JobStart Philippines · 2019. 11. 19. · DOLE-BLE JobStart Project Team Life Skills Training Providers Technical Training Providers Life Skills Training Technical Training OJT/Work

The OpenSHMEM Analyzer Version 1 · OpenSHMEMAnalyzerGuide Preface This User’s Manual describes the OpenSHMEM Analyzer [2], a tool that provides source code analysis and correctness

Don’t just find a jobStart a Career!partner.ed2go.com/wp-content/uploads/2017/10/0817... · Microsoft Office Specialist 2013 455 HRS The Administrative Professional with Microsoft

Many Thanks to Our Funders, Partners, Employers and ...jobstart-cawl.org/portals/0/files/annualreports/JS_Annual_YR0809.pdf · Balu Mistry Boris Wells Francis Solari Marina Taverner

JOBSTART title page - mdrc.org · Ford Foundation Charles Stewart Mott Foundation The William and Flora Hewlett Foundation National Commission for Employment Policy AT&T Foundation

JobStart Philippines: Making Every Young Juan and Maria Job Ready by Ruth R. Rodriguez

1st JobStart Philippines Program graduation: Milestones include ...
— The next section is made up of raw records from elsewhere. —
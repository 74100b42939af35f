//! Date, time and duration display utilities.

use std::fmt;

use jiff::{civil::Date, tz::TimeZone, Timestamp};

use crate::time::weekday_name;

/// A wrapper around `Timestamp` that formats it in the system time zone as
/// `YYYY-MM-DD HH:MM:SS TZ`.
pub struct LocalDateTime<'a>(pub &'a Timestamp);

impl fmt::Display for LocalDateTime<'_> {
    fn fmt(&self, f: &mut fmt::Formatter<'_>) -> fmt::Result {
        write!(
            f,
            "{}",
            self.0
                .to_zoned(TimeZone::system())
                .strftime("%Y-%m-%d %H:%M:%S %Z")
        )
    }
}

/// Date with its weekday, e.g. `Monday 2025-01-20`.
pub struct DayHeading(pub Date);

impl fmt::Display for DayHeading {
    fn fmt(&self, f: &mut fmt::Formatter<'_>) -> fmt::Result {
        let name = weekday_name(self.0.weekday());
        let mut chars = name.chars();
        if let Some(first) = chars.next() {
            write!(f, "{}{}", first.to_ascii_uppercase(), chars.as_str())?;
        }
        write!(f, " {}", self.0)
    }
}

/// A minute count rendered as `1h 30m`, `45m` or `2h`.
#[derive(Debug, Clone, Copy, PartialEq, Eq)]
pub struct Minutes(pub u32);

impl fmt::Display for Minutes {
    fn fmt(&self, f: &mut fmt::Formatter<'_>) -> fmt::Result {
        let (hours, minutes) = (self.0 / 60, self.0 % 60);
        match (hours, minutes) {
            (0, m) => write!(f, "{m}m"),
            (h, 0) => write!(f, "{h}h"),
            (h, m) => write!(f, "{h}h {m}m"),
        }
    }
}

#[cfg(test)]
mod tests {
    use jiff::civil::date;

    use super::*;

    #[test]
    fn test_minutes() {
        assert_eq!(Minutes(0).to_string(), "0m");
        assert_eq!(Minutes(45).to_string(), "45m");
        assert_eq!(Minutes(120).to_string(), "2h");
        assert_eq!(Minutes(90).to_string(), "1h 30m");
    }

    #[test]
    fn test_day_heading() {
        assert_eq!(DayHeading(date(2025, 1, 20)).to_string(), "Monday 2025-01-20");
    }
}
Bringing NVIDIA GPUs to the PGAS/OpenSHMEM World ...Bringing NVIDIA GPUs to the PGAS/OpenSHMEM World: Challenges and Solutions ... GPU Technology Conference (GTC ... MTU, UCB, U. Florida,

JobStart Philippines Program (Republic Act 19689) 10869.pdf · Philippines in Congress assembled: ... The training plan will describe the training curriculum or. modules to be used,

A Multithreaded Communication Substrate for OpenSHMEM€¦ · A Multithreaded Communication Substrate for OpenSHMEM OpenSHEM Users’ Group Workshop Oct. 7, 2014, Eugene, OR Aurélien

High-Performance and Scalable Designs of Programming ......High Performance Parallel Programming Models Message Passing Interface (MPI) PGAS (UPC, OpenSHMEM, CAF, UPC++) Hybrid ---

Designing OpenSHMEM and Hybrid …...Network Based Computing Laboratory OpenSHMEM Workshop (August ‘16) 8 Overview of the MVAPICH2 Project • High Performance open-source MPI Library

OpenSHMEM 2015 - Oak Ridge National Laboratory...OpenSHMEM 2015 August 4-6, 2015 Annapolis, Maryland Workshop Program & Abstracts The Future of OpenSHMEM and Related Technologies.